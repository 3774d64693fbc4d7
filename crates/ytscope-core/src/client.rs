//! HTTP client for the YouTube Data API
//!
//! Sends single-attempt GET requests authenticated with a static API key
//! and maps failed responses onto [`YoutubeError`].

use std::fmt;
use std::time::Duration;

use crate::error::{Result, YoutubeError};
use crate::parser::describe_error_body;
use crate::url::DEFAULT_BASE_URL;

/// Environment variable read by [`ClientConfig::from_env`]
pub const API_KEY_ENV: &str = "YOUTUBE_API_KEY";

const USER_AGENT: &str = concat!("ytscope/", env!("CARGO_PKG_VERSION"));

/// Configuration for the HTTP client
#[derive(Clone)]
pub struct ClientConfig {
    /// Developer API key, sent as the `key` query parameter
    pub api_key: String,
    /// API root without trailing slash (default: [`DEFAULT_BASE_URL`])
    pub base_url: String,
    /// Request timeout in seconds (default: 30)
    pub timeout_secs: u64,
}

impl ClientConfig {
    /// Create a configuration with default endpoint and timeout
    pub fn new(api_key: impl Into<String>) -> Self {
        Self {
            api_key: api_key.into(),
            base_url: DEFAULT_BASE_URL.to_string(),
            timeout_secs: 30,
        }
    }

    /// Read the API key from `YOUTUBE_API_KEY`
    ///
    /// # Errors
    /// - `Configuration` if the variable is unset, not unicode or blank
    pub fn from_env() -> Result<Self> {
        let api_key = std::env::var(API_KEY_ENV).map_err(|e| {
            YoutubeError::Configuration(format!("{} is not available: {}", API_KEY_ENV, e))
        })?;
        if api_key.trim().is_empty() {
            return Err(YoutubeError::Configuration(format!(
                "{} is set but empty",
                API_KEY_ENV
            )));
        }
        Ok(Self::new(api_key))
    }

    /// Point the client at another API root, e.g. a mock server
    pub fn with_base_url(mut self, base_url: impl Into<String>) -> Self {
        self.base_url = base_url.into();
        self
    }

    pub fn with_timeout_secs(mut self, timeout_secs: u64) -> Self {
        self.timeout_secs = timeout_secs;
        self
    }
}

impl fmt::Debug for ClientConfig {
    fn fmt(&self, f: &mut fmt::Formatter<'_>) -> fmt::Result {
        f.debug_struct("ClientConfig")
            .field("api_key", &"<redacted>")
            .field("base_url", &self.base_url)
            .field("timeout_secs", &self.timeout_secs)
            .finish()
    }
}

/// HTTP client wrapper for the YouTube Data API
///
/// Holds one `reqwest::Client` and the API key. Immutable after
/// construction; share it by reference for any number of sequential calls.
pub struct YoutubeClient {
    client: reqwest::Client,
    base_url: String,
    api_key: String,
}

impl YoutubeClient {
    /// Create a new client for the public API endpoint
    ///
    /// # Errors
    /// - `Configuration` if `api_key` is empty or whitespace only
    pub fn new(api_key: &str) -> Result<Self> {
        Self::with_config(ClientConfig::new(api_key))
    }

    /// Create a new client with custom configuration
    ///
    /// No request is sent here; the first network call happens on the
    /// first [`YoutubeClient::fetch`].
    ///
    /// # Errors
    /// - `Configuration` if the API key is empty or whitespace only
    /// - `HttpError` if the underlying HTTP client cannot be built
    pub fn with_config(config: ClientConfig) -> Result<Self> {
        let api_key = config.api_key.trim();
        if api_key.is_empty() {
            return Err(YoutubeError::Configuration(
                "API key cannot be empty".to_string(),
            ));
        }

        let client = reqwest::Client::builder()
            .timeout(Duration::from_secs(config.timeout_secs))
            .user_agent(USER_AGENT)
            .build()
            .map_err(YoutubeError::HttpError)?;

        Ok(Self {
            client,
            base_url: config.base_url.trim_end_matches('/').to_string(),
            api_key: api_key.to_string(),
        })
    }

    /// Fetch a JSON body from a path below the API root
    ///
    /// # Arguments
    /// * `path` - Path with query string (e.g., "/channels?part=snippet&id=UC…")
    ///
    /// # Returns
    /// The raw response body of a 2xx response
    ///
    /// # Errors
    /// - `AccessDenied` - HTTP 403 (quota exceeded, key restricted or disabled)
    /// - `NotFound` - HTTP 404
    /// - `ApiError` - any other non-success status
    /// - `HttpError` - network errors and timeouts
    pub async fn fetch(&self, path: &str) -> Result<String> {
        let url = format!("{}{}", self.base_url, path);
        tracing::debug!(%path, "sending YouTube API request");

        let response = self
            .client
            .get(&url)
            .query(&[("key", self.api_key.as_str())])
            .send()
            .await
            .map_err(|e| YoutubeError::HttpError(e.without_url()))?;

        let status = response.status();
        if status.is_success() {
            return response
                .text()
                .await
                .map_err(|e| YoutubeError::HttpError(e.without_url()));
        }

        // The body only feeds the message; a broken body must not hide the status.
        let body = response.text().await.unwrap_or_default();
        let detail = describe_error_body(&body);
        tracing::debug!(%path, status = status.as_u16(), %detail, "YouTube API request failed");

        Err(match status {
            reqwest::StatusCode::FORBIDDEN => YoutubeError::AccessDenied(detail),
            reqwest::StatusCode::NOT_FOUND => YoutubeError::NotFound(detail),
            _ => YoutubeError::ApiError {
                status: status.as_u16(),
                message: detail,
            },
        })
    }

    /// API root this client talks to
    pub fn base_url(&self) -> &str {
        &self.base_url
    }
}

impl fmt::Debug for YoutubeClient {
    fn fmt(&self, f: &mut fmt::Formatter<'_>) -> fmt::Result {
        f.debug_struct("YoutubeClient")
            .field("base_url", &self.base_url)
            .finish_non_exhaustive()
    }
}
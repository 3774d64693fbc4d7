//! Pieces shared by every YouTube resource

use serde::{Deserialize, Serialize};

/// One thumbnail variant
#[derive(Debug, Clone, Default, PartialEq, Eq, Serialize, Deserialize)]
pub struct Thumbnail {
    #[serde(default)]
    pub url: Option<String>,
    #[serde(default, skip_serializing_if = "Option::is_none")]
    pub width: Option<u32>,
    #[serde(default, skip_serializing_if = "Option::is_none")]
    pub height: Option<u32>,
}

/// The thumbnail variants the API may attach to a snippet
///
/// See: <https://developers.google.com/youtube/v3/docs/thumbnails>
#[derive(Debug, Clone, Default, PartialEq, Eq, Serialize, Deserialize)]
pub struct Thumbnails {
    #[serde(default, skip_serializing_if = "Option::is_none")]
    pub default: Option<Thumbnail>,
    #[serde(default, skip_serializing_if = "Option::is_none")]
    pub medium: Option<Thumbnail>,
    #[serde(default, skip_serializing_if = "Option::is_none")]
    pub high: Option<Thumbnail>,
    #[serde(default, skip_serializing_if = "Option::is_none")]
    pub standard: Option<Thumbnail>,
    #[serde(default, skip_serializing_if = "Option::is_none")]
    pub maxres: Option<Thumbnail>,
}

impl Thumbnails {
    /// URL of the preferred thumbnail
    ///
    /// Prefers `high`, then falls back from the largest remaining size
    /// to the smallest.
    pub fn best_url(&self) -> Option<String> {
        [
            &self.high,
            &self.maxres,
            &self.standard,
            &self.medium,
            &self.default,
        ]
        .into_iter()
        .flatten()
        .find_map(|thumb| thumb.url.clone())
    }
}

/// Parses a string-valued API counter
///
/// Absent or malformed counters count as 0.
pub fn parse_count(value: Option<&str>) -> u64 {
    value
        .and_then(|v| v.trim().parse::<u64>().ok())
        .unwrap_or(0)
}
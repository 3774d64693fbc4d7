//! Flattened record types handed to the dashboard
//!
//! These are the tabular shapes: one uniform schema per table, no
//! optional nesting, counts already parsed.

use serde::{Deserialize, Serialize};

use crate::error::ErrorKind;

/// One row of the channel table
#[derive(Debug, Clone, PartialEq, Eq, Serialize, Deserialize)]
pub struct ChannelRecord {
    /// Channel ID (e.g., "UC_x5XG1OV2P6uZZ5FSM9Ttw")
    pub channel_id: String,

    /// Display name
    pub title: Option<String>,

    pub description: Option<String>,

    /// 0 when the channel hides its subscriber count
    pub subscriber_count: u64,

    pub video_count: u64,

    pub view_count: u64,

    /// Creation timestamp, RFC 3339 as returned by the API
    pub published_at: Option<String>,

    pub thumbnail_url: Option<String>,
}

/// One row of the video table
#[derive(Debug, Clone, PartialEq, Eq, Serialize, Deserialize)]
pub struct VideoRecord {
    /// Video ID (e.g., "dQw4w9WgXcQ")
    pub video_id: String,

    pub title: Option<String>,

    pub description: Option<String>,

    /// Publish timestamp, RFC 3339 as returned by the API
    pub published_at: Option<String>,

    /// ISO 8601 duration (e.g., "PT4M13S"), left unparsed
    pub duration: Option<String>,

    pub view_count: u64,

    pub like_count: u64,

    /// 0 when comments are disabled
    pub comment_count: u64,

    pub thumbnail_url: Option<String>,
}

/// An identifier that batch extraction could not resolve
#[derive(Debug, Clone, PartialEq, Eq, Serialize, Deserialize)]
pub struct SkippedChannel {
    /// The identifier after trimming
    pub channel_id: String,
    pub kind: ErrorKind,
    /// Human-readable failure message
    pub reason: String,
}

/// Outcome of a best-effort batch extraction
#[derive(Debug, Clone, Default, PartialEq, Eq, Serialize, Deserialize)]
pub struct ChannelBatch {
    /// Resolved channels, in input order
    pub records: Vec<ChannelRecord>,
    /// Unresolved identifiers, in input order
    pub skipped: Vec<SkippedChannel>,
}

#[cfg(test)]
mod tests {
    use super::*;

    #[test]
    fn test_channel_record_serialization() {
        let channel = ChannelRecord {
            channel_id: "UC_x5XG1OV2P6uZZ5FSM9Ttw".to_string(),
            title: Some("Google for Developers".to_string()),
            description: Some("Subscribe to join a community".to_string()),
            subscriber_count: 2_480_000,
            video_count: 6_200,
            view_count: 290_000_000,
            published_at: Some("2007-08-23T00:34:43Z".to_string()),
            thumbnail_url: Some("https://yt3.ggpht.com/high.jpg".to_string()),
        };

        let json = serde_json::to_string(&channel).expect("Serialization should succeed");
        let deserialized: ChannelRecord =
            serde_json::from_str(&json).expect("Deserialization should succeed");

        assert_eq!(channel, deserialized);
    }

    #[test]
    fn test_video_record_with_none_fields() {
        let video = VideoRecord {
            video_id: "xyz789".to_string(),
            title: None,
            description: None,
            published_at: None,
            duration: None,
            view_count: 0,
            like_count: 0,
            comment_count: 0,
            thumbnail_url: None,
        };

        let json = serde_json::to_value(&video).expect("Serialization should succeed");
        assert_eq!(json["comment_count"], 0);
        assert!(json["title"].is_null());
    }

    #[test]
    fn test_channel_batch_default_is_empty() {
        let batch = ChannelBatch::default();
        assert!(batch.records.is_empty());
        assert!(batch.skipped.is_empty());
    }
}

-*-*-

**YOUR OBJECTIVE**
For every line of the records with the string "when", add one to a tally; give the final tally alone.

**EXERCISE SOLUTION**
2